» Task brief
Scan the entries below for "nights" and copy each line that holds it.

» Provided entries
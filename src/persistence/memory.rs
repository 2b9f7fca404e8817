use std::cmp::Ordering;
use std::collections::HashMap;
use std::marker::PhantomData;
use std::sync::Arc;

use async_trait::async_trait;
use chrono::{DateTime, Utc};
use serde_json::Value as Json;
use tokio::sync::RwLock;
use uuid::Uuid;

use super::{Direction, Entity, QueryOption, Relation, RepoError, Repository};
use crate::models::pagination::{Page, Pagination};

/// In-process tables of serialized rows, shared by every [`MemoryRepository`]
/// created from it so relations can be preloaded across tables.
#[derive(Clone, Default)]
pub struct MemoryDatabase {
    tables: Arc<RwLock<HashMap<&'static str, Vec<Json>>>>,
}

impl MemoryDatabase {
    pub fn new() -> Self {
        Self::default()
    }

    pub fn repository<T: Entity>(&self) -> MemoryRepository<T> {
        MemoryRepository {
            db: self.clone(),
            _entity: PhantomData,
        }
    }

    /// Number of rows currently stored in `table`.
    pub async fn count(&self, table: &str) -> usize {
        self.tables
            .read()
            .await
            .get(table)
            .map(Vec::len)
            .unwrap_or(0)
    }
}

/// A [`Repository`] over a [`MemoryDatabase`].
pub struct MemoryRepository<T> {
    db: MemoryDatabase,
    _entity: PhantomData<fn() -> T>,
}

fn id_of(row: &Json) -> Option<&str> {
    row.get("id").and_then(Json::as_str)
}

fn as_timestamp(value: &Json) -> Option<DateTime<Utc>> {
    value
        .as_str()
        .and_then(|s| DateTime::parse_from_rfc3339(s).ok())
        .map(|dt| dt.with_timezone(&Utc))
}

fn compare(a: &Json, b: &Json) -> Ordering {
    match (a, b) {
        (Json::Null, Json::Null) => Ordering::Equal,
        (Json::Null, _) => Ordering::Less,
        (_, Json::Null) => Ordering::Greater,
        (Json::Number(x), Json::Number(y)) => x
            .as_f64()
            .partial_cmp(&y.as_f64())
            .unwrap_or(Ordering::Equal),
        (Json::Bool(x), Json::Bool(y)) => x.cmp(y),
        (Json::String(x), Json::String(y)) => match (as_timestamp(a), as_timestamp(b)) {
            (Some(ta), Some(tb)) => ta.cmp(&tb),
            _ => x.cmp(y),
        },
        _ => Ordering::Equal,
    }
}

/// The first unique key of `T` that `row` shares with another row of `table`.
fn unique_violation<T: Entity>(table: &[Json], row: &Json) -> Option<String> {
    let id = id_of(row);
    T::UNIQUE_KEYS.iter().find_map(|key| {
        let values: Vec<&Json> = key
            .iter()
            .map(|column| row.get(*column).unwrap_or(&Json::Null))
            .collect();
        if values.iter().any(|value| value.is_null()) {
            return None;
        }

        let taken = table.iter().any(|other| {
            id_of(other) != id
                && key
                    .iter()
                    .zip(&values)
                    .all(|(column, value)| other.get(*column) == Some(*value))
        });
        taken.then(|| format!("{}.({})", T::TABLE, key.join(", ")))
    })
}

fn matches(row: &Json, options: &[QueryOption]) -> bool {
    options.iter().all(|option| match option {
        QueryOption::Eq(column, value) => {
            let expected = value.to_json();
            let actual = row.get(*column).unwrap_or(&Json::Null);
            match (actual, &expected) {
                (Json::String(_), Json::String(_)) => {
                    match (as_timestamp(actual), as_timestamp(&expected)) {
                        (Some(a), Some(b)) => a == b,
                        _ => *actual == expected,
                    }
                }
                _ => *actual == expected,
            }
        }
        QueryOption::Like(column, needle) => row
            .get(*column)
            .and_then(Json::as_str)
            .is_some_and(|s| s.contains(needle.as_str())),
        QueryOption::OrderBy(..) | QueryOption::Preload(_) => true,
    })
}

fn sort(rows: &mut [Json], options: &[QueryOption]) {
    let orderings: Vec<(&str, Direction)> = options
        .iter()
        .filter_map(|option| match option {
            QueryOption::OrderBy(column, direction) => Some((*column, *direction)),
            _ => None,
        })
        .collect();

    if orderings.is_empty() {
        return;
    }

    rows.sort_by(|a, b| {
        for (column, direction) in &orderings {
            let ordering = compare(
                a.get(*column).unwrap_or(&Json::Null),
                b.get(*column).unwrap_or(&Json::Null),
            );
            let ordering = match direction {
                Direction::Asc => ordering,
                Direction::Desc => ordering.reverse(),
            };
            if ordering != Ordering::Equal {
                return ordering;
            }
        }
        Ordering::Equal
    });
}

impl<T: Entity> MemoryRepository<T> {
    async fn select(&self, options: &[QueryOption]) -> Vec<Json> {
        let tables = self.db.tables.read().await;
        let mut rows: Vec<Json> = tables
            .get(T::TABLE)
            .map(|rows| {
                rows.iter()
                    .filter(|row| matches(row, options))
                    .cloned()
                    .collect()
            })
            .unwrap_or_default();
        sort(&mut rows, options);
        rows
    }

    async fn hydrate(&self, rows: Vec<Json>, options: &[QueryOption]) -> Result<Vec<T>, RepoError> {
        let relations: Vec<Relation> = options
            .iter()
            .filter_map(|option| match option {
                QueryOption::Preload(relation) => Some(*relation),
                _ => None,
            })
            .collect();

        let tables = self.db.tables.read().await;
        let mut entities = Vec::with_capacity(rows.len());

        for row in rows {
            let mut entity: T = serde_json::from_value(row.clone())?;
            for relation in &relations {
                let foreign_id = row.get(relation.foreign_key).and_then(Json::as_str);
                let related = tables.get(relation.table).and_then(|related_rows| {
                    related_rows
                        .iter()
                        .find(|r| foreign_id.is_some() && id_of(r) == foreign_id)
                });
                if let Some(related) = related {
                    entity.attach(relation, related.clone())?;
                }
            }
            entities.push(entity);
        }

        Ok(entities)
    }
}

#[async_trait]
impl<T: Entity> Repository<T> for MemoryRepository<T> {
    async fn create(&self, entity: &T) -> Result<(), RepoError> {
        let row = serde_json::to_value(entity)?;
        let id = entity.id().to_string();
        let mut tables = self.db.tables.write().await;
        let table = tables.entry(T::TABLE).or_default();

        if table.iter().any(|r| id_of(r) == Some(id.as_str())) {
            return Err(RepoError::Conflict(format!("{}.id {}", T::TABLE, id)));
        }
        if let Some(key) = unique_violation::<T>(table, &row) {
            return Err(RepoError::Conflict(key));
        }

        table.push(row);
        Ok(())
    }

    async fn find_by_id(&self, id: Uuid) -> Result<T, RepoError> {
        self.find_one(&[QueryOption::eq("id", id)]).await
    }

    async fn update(&self, entity: &T) -> Result<(), RepoError> {
        let row = serde_json::to_value(entity)?;
        let id = entity.id().to_string();
        let mut tables = self.db.tables.write().await;
        let table = tables.get_mut(T::TABLE).ok_or(RepoError::NotFound)?;
        if !table.iter().any(|r| id_of(r) == Some(id.as_str())) {
            return Err(RepoError::NotFound);
        }
        if let Some(key) = unique_violation::<T>(table, &row) {
            return Err(RepoError::Conflict(key));
        }

        if let Some(slot) = table.iter_mut().find(|r| id_of(r) == Some(id.as_str())) {
            *slot = row;
        }
        Ok(())
    }

    async fn delete(&self, id: Uuid) -> Result<(), RepoError> {
        let id = id.to_string();
        let mut tables = self.db.tables.write().await;
        let table = tables.get_mut(T::TABLE).ok_or(RepoError::NotFound)?;
        let before = table.len();
        table.retain(|r| id_of(r) != Some(id.as_str()));

        if table.len() == before {
            return Err(RepoError::NotFound);
        }
        Ok(())
    }

    async fn find_all(&self, options: &[QueryOption]) -> Result<Vec<T>, RepoError> {
        let rows = self.select(options).await;
        self.hydrate(rows, options).await
    }

    async fn find_one(&self, options: &[QueryOption]) -> Result<T, RepoError> {
        let mut rows = self.select(options).await;
        rows.truncate(1);
        self.hydrate(rows, options)
            .await?
            .into_iter()
            .next()
            .ok_or(RepoError::NotFound)
    }

    async fn paginate(
        &self,
        pagination: Pagination,
        options: &[QueryOption],
    ) -> Result<Page<T>, RepoError> {
        let rows = self.select(options).await;
        let total = rows.len() as i64;
        let window: Vec<Json> = rows
            .into_iter()
            .skip(pagination.offset() as usize)
            .take(pagination.limit as usize)
            .collect();

        let data = self.hydrate(window, options).await?;
        Ok(Page::new(data, total, pagination))
    }
}

#[cfg(test)]
mod tests {
    use super::*;
    use crate::models::billboard::Billboard;
    use crate::models::category::{BILLBOARD, Category};
    use crate::models::color::Color;
    use crate::models::user::User;

    #[tokio::test]
    async fn missing_rows_are_not_found() {
        let db = MemoryDatabase::new();
        let repo = db.repository::<Billboard>();

        assert!(matches!(
            repo.find_by_id(Uuid::new_v4()).await,
            Err(RepoError::NotFound)
        ));
        assert!(matches!(
            repo.delete(Uuid::new_v4()).await,
            Err(RepoError::NotFound)
        ));
        let ghost = Billboard::new("ghost", Uuid::new_v4(), None);
        assert!(matches!(repo.update(&ghost).await, Err(RepoError::NotFound)));
    }

    #[tokio::test]
    async fn duplicate_ids_conflict() {
        let db = MemoryDatabase::new();
        let repo = db.repository::<Billboard>();
        let billboard = Billboard::new("hero", Uuid::new_v4(), None);

        repo.create(&billboard).await.unwrap();
        assert!(matches!(
            repo.create(&billboard).await,
            Err(RepoError::Conflict(_))
        ));
    }

    #[tokio::test]
    async fn filters_order_and_paginate() {
        let db = MemoryDatabase::new();
        let repo = db.repository::<Billboard>();
        let store = Uuid::new_v4();

        for label in ["summer", "winter", "summer nights"] {
            repo.create(&Billboard::new(label, store, None)).await.unwrap();
            tokio::time::sleep(std::time::Duration::from_millis(2)).await;
        }
        repo.create(&Billboard::new("summer", Uuid::new_v4(), None))
            .await
            .unwrap();

        let page = repo
            .paginate(
                Pagination { page: 1, limit: 1 },
                &[
                    QueryOption::eq("store_id", store),
                    QueryOption::like("label", "summer"),
                    QueryOption::newest_first(),
                ],
            )
            .await
            .unwrap();

        assert_eq!(page.total, 2);
        assert_eq!(page.total_pages, 2);
        assert_eq!(page.data.len(), 1);
        assert_eq!(page.data[0].label, "summer nights");
    }

    #[tokio::test]
    async fn preload_attaches_related_row() {
        let db = MemoryDatabase::new();
        let store = Uuid::new_v4();
        let billboard = Billboard::new("hero", store, Some("https://img/1".to_string()));
        db.repository::<Billboard>().create(&billboard).await.unwrap();

        let categories = db.repository::<Category>();
        let category = Category::new("shoes", store, billboard.id);
        categories.create(&category).await.unwrap();

        let plain = categories.find_by_id(category.id).await.unwrap();
        assert!(plain.billboard.is_none());

        let loaded = categories
            .find_one(&[
                QueryOption::eq("id", category.id),
                QueryOption::Preload(BILLBOARD),
            ])
            .await
            .unwrap();
        assert_eq!(loaded.billboard.unwrap().label, "hero");
    }

    #[tokio::test]
    async fn unique_keys_are_enforced_on_insert() {
        let db = MemoryDatabase::new();
        let users = db.repository::<User>();

        users.create(&User::new("Ana", "ana@example.com")).await.unwrap();
        assert!(matches!(
            users.create(&User::new("Other Ana", "ana@example.com")).await,
            Err(RepoError::Conflict(_))
        ));
        assert_eq!(db.count("users").await, 1);
    }

    #[tokio::test]
    async fn color_hex_is_unique_per_store() {
        let db = MemoryDatabase::new();
        let colors = db.repository::<Color>();
        let store = Uuid::new_v4();

        colors.create(&Color::new("Black", "#000", store)).await.unwrap();
        colors
            .create(&Color::new("Black", "#000", Uuid::new_v4()))
            .await
            .unwrap();
        assert!(matches!(
            colors.create(&Color::new("Jet", "#000", store)).await,
            Err(RepoError::Conflict(_))
        ));

        let mut white = Color::new("White", "#fff", store);
        colors.create(&white).await.unwrap();
        white.hex = "#000".to_string();
        assert!(matches!(
            colors.update(&white).await,
            Err(RepoError::Conflict(_))
        ));

        // a row may keep its own key on update
        white.hex = "#fff".to_string();
        white.name = "Snow".to_string();
        colors.update(&white).await.unwrap();
    }
}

» Reply to the exercise
        for label in ["summer", "winter", "summer nights"] {
        assert_eq!(page.data[0].label, "summer nights");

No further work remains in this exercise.